### WHAT IS NEEDED:
Print exactly the lines below between the line holding "use crate::hooks::BlockReader;" and the line holding "const META_VERSION_KEY: &[u8]", inclusive, and nothing more.

Dataset entries
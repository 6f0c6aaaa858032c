//! Typed store handle with an optional write batch.
//!
//! A handle may hold at most one active batch. While a batch is active,
//! mutations buffer into it and reads consult it before the underlying
//! store, so a handle always sees its own pending writes. Commit applies
//! the batch atomically; dropping the handle (or `batch_abort`) discards
//! pending mutations.

use std::sync::Arc;

use nucleon_consensus::Hash256;
use nucleon_primitives::encoding::{decode, encode, Decoder, Encoder};
use nucleon_primitives::outpoint::OutPoint;
use nucleon_primitives::transaction::Transaction;
use nucleon_storage::{Column, KeyValueStore, WriteBatch, WriteOp};
use primitive_types::U256;

use crate::diskindex::DiskBlockIndex;
use crate::error::ChainDbError;
use crate::hooks::BlockReader;
use crate::txindex::{DiskTxPos, TxIndexEntry};

const META_BEST_CHAIN_KEY: &[u8] = b"hashBestChain";
const META_BEST_INVALID_TRUST_KEY: &[u8] = b"bnBestInvalidTrust";
const META_SYNC_CHECKPOINT_KEY: &[u8] = b"hashSyncCheckpoint";
const META_CHECKPOINT_PUBKEY_KEY: &[u8] = b"strCheckpointPubKey";
const META_VERSION_KEY: &[u8] = b"version";

#[derive(Debug)]
pub struct ChainDb<S> {
    store: Arc<S>,
    batch: Option<WriteBatch>,
    writable: bool,
}

impl<S: KeyValueStore> ChainDb<S> {
    pub fn new(store: Arc<S>, writable: bool) -> Self {
        Self {
            store,
            batch: None,
            writable,
        }
    }

    pub fn store(&self) -> &Arc<S> {
        &self.store
    }

    pub fn is_writable(&self) -> bool {
        self.writable
    }

    pub(crate) fn set_writable(&mut self, writable: bool) {
        self.writable = writable;
    }

    pub fn in_batch(&self) -> bool {
        self.batch.is_some()
    }

    pub fn batch_begin(&mut self) -> Result<(), ChainDbError> {
        if !self.writable {
            return Err(ChainDbError::ReadOnly);
        }
        if self.batch.is_some() {
            return Err(ChainDbError::BatchActive);
        }
        self.batch = Some(WriteBatch::new());
        Ok(())
    }

    /// Apply the active batch atomically. The batch is consumed even when
    /// the commit fails; the caller must not assume any partial effect.
    pub fn batch_commit(&mut self) -> Result<(), ChainDbError> {
        let batch = self.batch.take().ok_or(ChainDbError::NoActiveBatch)?;
        self.store.write_batch(&batch)?;
        Ok(())
    }

    /// Discard the active batch, if any.
    pub fn batch_abort(&mut self) {
        self.batch = None;
    }

    /// Read through the active batch: the most recent pending mutation to
    /// the key wins, otherwise fall through to the store. The scan is
    /// linear in batch size, which stays small in practice.
    fn read_raw(&self, column: Column, key: &[u8]) -> Result<Option<Vec<u8>>, ChainDbError> {
        if let Some(batch) = &self.batch {
            for op in batch.iter().rev() {
                match op {
                    WriteOp::Put {
                        column: op_column,
                        key: op_key,
                        value,
                    } => {
                        if *op_column == column && op_key.as_slice() == key {
                            return Ok(Some(value.as_slice().to_vec()));
                        }
                    }
                    WriteOp::Delete {
                        column: op_column,
                        key: op_key,
                    } => {
                        if *op_column == column && op_key.as_slice() == key {
                            return Ok(None);
                        }
                    }
                }
            }
        }
        Ok(self.store.get(column, key)?)
    }

    fn exists_raw(&self, column: Column, key: &[u8]) -> Result<bool, ChainDbError> {
        if self.batch.is_some() {
            return Ok(self.read_raw(column, key)?.is_some());
        }
        Ok(self.store.exists(column, key)?)
    }

    fn write_raw(&mut self, column: Column, key: &[u8], value: Vec<u8>) -> Result<(), ChainDbError> {
        if !self.writable {
            return Err(ChainDbError::ReadOnly);
        }
        match &mut self.batch {
            Some(batch) => {
                batch.put(column, key, value);
                Ok(())
            }
            None => Ok(self.store.put(column, key, &value)?),
        }
    }

    fn erase_raw(&mut self, column: Column, key: &[u8]) -> Result<(), ChainDbError> {
        if !self.writable {
            return Err(ChainDbError::ReadOnly);
        }
        match &mut self.batch {
            Some(batch) => {
                batch.delete(column, key);
                Ok(())
            }
            None => Ok(self.store.delete(column, key)?),
        }
    }

    // Transaction index.

    pub fn read_tx_index(&self, txid: &Hash256) -> Result<Option<TxIndexEntry>, ChainDbError> {
        match self.read_raw(Column::TxIndex, txid)? {
            None => Ok(None),
            Some(bytes) => Ok(Some(decode::<TxIndexEntry>(&bytes)?)),
        }
    }

    pub fn update_tx_index(
        &mut self,
        txid: &Hash256,
        entry: &TxIndexEntry,
    ) -> Result<(), ChainDbError> {
        self.write_raw(Column::TxIndex, txid, encode(entry))
    }

    /// Index a freshly connected transaction with every output unspent.
    /// `height` is accepted for interface compatibility and currently
    /// unused; the entry derives everything from `tx` and `pos`.
    pub fn add_tx_index(
        &mut self,
        tx: &Transaction,
        pos: DiskTxPos,
        _height: i32,
    ) -> Result<(), ChainDbError> {
        let entry = TxIndexEntry::new(pos, tx.vout.len());
        self.write_raw(Column::TxIndex, &tx.txid(), encode(&entry))
    }

    pub fn erase_tx_index(&mut self, tx: &Transaction) -> Result<(), ChainDbError> {
        self.erase_raw(Column::TxIndex, &tx.txid())
    }

    pub fn contains_tx(&self, txid: &Hash256) -> Result<bool, ChainDbError> {
        self.exists_raw(Column::TxIndex, txid)
    }

    /// Fetch a transaction and its index entry, reading the payload back
    /// from the block files.
    pub fn read_disk_tx(
        &self,
        txid: &Hash256,
        reader: &impl BlockReader,
    ) -> Result<Option<(Transaction, TxIndexEntry)>, ChainDbError> {
        let Some(entry) = self.read_tx_index(txid)? else {
            return Ok(None);
        };
        let Some(tx) = reader.read_tx(entry.pos) else {
            return Ok(None);
        };
        Ok(Some((tx, entry)))
    }

    pub fn read_disk_tx_outpoint(
        &self,
        outpoint: &OutPoint,
        reader: &impl BlockReader,
    ) -> Result<Option<(Transaction, TxIndexEntry)>, ChainDbError> {
        self.read_disk_tx(&outpoint.hash, reader)
    }

    // Block index.

    pub fn read_block_index(
        &self,
        hash: &Hash256,
    ) -> Result<Option<DiskBlockIndex>, ChainDbError> {
        match self.read_raw(Column::BlockIndex, hash)? {
            None => Ok(None),
            Some(bytes) => Ok(Some(decode::<DiskBlockIndex>(&bytes)?)),
        }
    }

    pub fn write_block_index(&mut self, entry: &DiskBlockIndex) -> Result<(), ChainDbError> {
        self.write_raw(Column::BlockIndex, &entry.block_hash(), encode(entry))
    }

    pub fn contains_block_index(&self, hash: &Hash256) -> Result<bool, ChainDbError> {
        self.exists_raw(Column::BlockIndex, hash)
    }

    // Singletons.

    pub fn read_best_chain(&self) -> Result<Option<Hash256>, ChainDbError> {
        self.read_meta_hash(META_BEST_CHAIN_KEY)
    }

    pub fn write_best_chain(&mut self, hash: &Hash256) -> Result<(), ChainDbError> {
        self.write_raw(Column::Meta, META_BEST_CHAIN_KEY, hash.to_vec())
    }

    pub fn read_best_invalid_trust(&self) -> Result<Option<U256>, ChainDbError> {
        match self.read_raw(Column::Meta, META_BEST_INVALID_TRUST_KEY)? {
            None => Ok(None),
            Some(bytes) => {
                let raw: [u8; 32] = bytes.as_slice().try_into().map_err(|_| {
                    ChainDbError::Corrupt("invalid bnBestInvalidTrust encoding".to_string())
                })?;
                Ok(Some(U256::from_big_endian(&raw)))
            }
        }
    }

    pub fn write_best_invalid_trust(&mut self, trust: &U256) -> Result<(), ChainDbError> {
        let mut raw = [0u8; 32];
        trust.to_big_endian(&mut raw);
        self.write_raw(Column::Meta, META_BEST_INVALID_TRUST_KEY, raw.to_vec())
    }

    pub fn read_sync_checkpoint(&self) -> Result<Option<Hash256>, ChainDbError> {
        self.read_meta_hash(META_SYNC_CHECKPOINT_KEY)
    }

    pub fn write_sync_checkpoint(&mut self, hash: &Hash256) -> Result<(), ChainDbError> {
        self.write_raw(Column::Meta, META_SYNC_CHECKPOINT_KEY, hash.to_vec())
    }

    pub fn read_checkpoint_pubkey(&self) -> Result<Option<String>, ChainDbError> {
        match self.read_raw(Column::Meta, META_CHECKPOINT_PUBKEY_KEY)? {
            None => Ok(None),
            Some(bytes) => {
                let mut decoder = Decoder::new(&bytes);
                let value = decoder.read_var_str()?;
                if !decoder.is_empty() {
                    return Err(ChainDbError::Corrupt(
                        "invalid strCheckpointPubKey encoding".to_string(),
                    ));
                }
                Ok(Some(value))
            }
        }
    }

    pub fn write_checkpoint_pubkey(&mut self, pubkey: &str) -> Result<(), ChainDbError> {
        let mut encoder = Encoder::new();
        encoder.write_var_str(pubkey);
        self.write_raw(Column::Meta, META_CHECKPOINT_PUBKEY_KEY, encoder.into_inner())
    }

    pub fn read_version(&self) -> Result<Option<i32>, ChainDbError> {
        match self.read_raw(Column::Meta, META_VERSION_KEY)? {
            None => Ok(None),
            Some(bytes) => {
                let raw: [u8; 4] = bytes.as_slice().try_into().map_err(|_| {
                    ChainDbError::Corrupt("invalid version encoding".to_string())
                })?;
                Ok(Some(i32::from_le_bytes(raw)))
            }
        }
    }

    pub fn write_version(&mut self, version: i32) -> Result<(), ChainDbError> {
        self.write_raw(Column::Meta, META_VERSION_KEY, version.to_le_bytes().to_vec())
    }

    fn read_meta_hash(&self, key: &[u8]) -> Result<Option<Hash256>, ChainDbError> {
        match self.read_raw(Column::Meta, key)? {
            None => Ok(None),
            Some(bytes) => {
                let hash: Hash256 = bytes.as_slice().try_into().map_err(|_| {
                    ChainDbError::Corrupt("invalid hash encoding in meta entry".to_string())
                })?;
                Ok(Some(hash))
            }
        }
    }
}
use std::collections::HashMap;

/// Storage subsystem options, overridable from the node configuration.
#[derive(Clone, Copy, Debug)]
pub struct DbOptions {
    /// LRU block cache size in MiB (`-dbcache`).
    pub db_cache_mib: u64,
    /// Startup verification stringency, 0..=7 (`-checklevel`).
    pub check_level: u32,
    /// Tail depth scanned at startup; 0 means unlimited (`-checkblocks`).
    pub check_blocks: u32,
}

impl Default for DbOptions {
    fn default() -> Self {
        Self {
            db_cache_mib: 25,
            check_level: 1,
            check_blocks: 500,
        }
    }
}

impl DbOptions {
    /// Apply recognized options from a parsed configuration map. The last
    /// value of a repeated key wins, as in the node's conf handling.
    pub fn apply_conf(&mut self, conf: &HashMap<String, Vec<String>>) -> Result<(), String> {
        if let Some(values) = conf.get("dbcache") {
            if let Some(raw) = values.last() {
                self.db_cache_mib = raw
                    .parse::<u64>()
                    .map_err(|_| format!("invalid dbcache '{raw}'"))?;
            }
        }
        if let Some(values) = conf.get("checklevel") {
            if let Some(raw) = values.last() {
                let level = raw
                    .parse::<u32>()
                    .map_err(|_| format!("invalid checklevel '{raw}'"))?;
                if level > 7 {
                    return Err(format!("invalid checklevel '{raw}'"));
                }
                self.check_level = level;
            }
        }
        if let Some(values) = conf.get("checkblocks") {
            if let Some(raw) = values.last() {
                self.check_blocks = raw
                    .parse::<u32>()
                    .map_err(|_| format!("invalid checkblocks '{raw}'"))?;
            }
        }
        Ok(())
    }
}
//! On-disk block index record.

use nucleon_consensus::Hash256;
use nucleon_primitives::block::BlockHeader;
use nucleon_primitives::encoding::{Decodable, DecodeError, Decoder, Encodable, Encoder};
use nucleon_primitives::outpoint::OutPoint;

pub const BLOCK_PROOF_OF_STAKE: u32 = 1 << 0;
pub const BLOCK_STAKE_ENTROPY: u32 = 1 << 1;
pub const BLOCK_STAKE_MODIFIER: u32 = 1 << 2;

/// Fixed-layout record describing one block: its place in the chain, its
/// payload location in the block files, proof-of-stake bookkeeping, and
/// the header fields the block hash is derived from. The record does not
/// store the block's own hash; [`DiskBlockIndex::block_hash`] recomputes
/// it from the header.
#[derive(Clone, Debug, Eq, PartialEq)]
pub struct DiskBlockIndex {
    pub hash_prev: Hash256,
    pub hash_next: Hash256,
    pub file: u32,
    pub block_pos: u32,
    pub height: i32,
    pub mint: i64,
    pub money_supply: i64,
    pub flags: u32,
    pub stake_modifier: u64,
    pub prevout_stake: OutPoint,
    pub stake_time: u32,
    pub hash_proof: Hash256,
    pub version: i32,
    pub hash_merkle_root: Hash256,
    pub time: u32,
    pub bits: u32,
    pub nonce: u32,
}

impl DiskBlockIndex {
    pub fn is_proof_of_stake(&self) -> bool {
        (self.flags & BLOCK_PROOF_OF_STAKE) != 0
    }

    pub fn header(&self) -> BlockHeader {
        BlockHeader {
            version: self.version,
            hash_prev_block: self.hash_prev,
            hash_merkle_root: self.hash_merkle_root,
            time: self.time,
            bits: self.bits,
            nonce: self.nonce,
        }
    }

    pub fn block_hash(&self) -> Hash256 {
        self.header().hash()
    }
}

impl Encodable for DiskBlockIndex {
    fn encode_to(&self, encoder: &mut Encoder) {
        encoder.write_hash(&self.hash_prev);
        encoder.write_hash(&self.hash_next);
        encoder.write_u32_le(self.file);
        encoder.write_u32_le(self.block_pos);
        encoder.write_i32_le(self.height);
        encoder.write_i64_le(self.mint);
        encoder.write_i64_le(self.money_supply);
        encoder.write_u32_le(self.flags);
        encoder.write_u64_le(self.stake_modifier);
        self.prevout_stake.encode_to(encoder);
        encoder.write_u32_le(self.stake_time);
        encoder.write_hash(&self.hash_proof);
        encoder.write_i32_le(self.version);
        encoder.write_hash(&self.hash_merkle_root);
        encoder.write_u32_le(self.time);
        encoder.write_u32_le(self.bits);
        encoder.write_u32_le(self.nonce);
    }
}

impl Decodable for DiskBlockIndex {
    fn decode_from(decoder: &mut Decoder) -> Result<Self, DecodeError> {
        let hash_prev = decoder.read_hash()?;
        let hash_next = decoder.read_hash()?;
        let file = decoder.read_u32_le()?;
        let block_pos = decoder.read_u32_le()?;
        let height = decoder.read_i32_le()?;
        let mint = decoder.read_i64_le()?;
        let money_supply = decoder.read_i64_le()?;
        let flags = decoder.read_u32_le()?;
        let stake_modifier = decoder.read_u64_le()?;
        let prevout_stake = OutPoint::decode_from(decoder)?;
        let stake_time = decoder.read_u32_le()?;
        let hash_proof = decoder.read_hash()?;
        let version = decoder.read_i32_le()?;
        let hash_merkle_root = decoder.read_hash()?;
        let time = decoder.read_u32_le()?;
        let bits = decoder.read_u32_le()?;
        let nonce = decoder.read_u32_le()?;
        Ok(Self {
            hash_prev,
            hash_next,
            file,
            block_pos,
            height,
            mint,
            money_supply,
            flags,
            stake_modifier,
            prevout_stake,
            stake_time,
            hash_proof,
            version,
            hash_merkle_root,
            time,
            bits,
            nonce,
        })
    }
}
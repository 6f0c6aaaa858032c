//! Consensus constants and per-network chain parameters.

pub mod params;

pub use params::{chain_params, ChainParams, Network};

pub type Hash256 = [u8; 32];

pub const ZERO_HASH: Hash256 = [0u8; 32];

pub fn is_zero_hash(hash: &Hash256) -> bool {
    hash.iter().all(|byte| *byte == 0)
}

### WRITTEN SOLUTION:
use crate::hooks::BlockReader;
use crate::txindex::{DiskTxPos, TxIndexEntry};

const META_BEST_CHAIN_KEY: &[u8] = b"hashBestChain";
const META_BEST_INVALID_TRUST_KEY: &[u8] = b"bnBestInvalidTrust";
const META_SYNC_CHECKPOINT_KEY: &[u8] = b"hashSyncCheckpoint";
const META_CHECKPOINT_PUBKEY_KEY: &[u8] = b"strCheckpointPubKey";
const META_VERSION_KEY: &[u8] = b"version";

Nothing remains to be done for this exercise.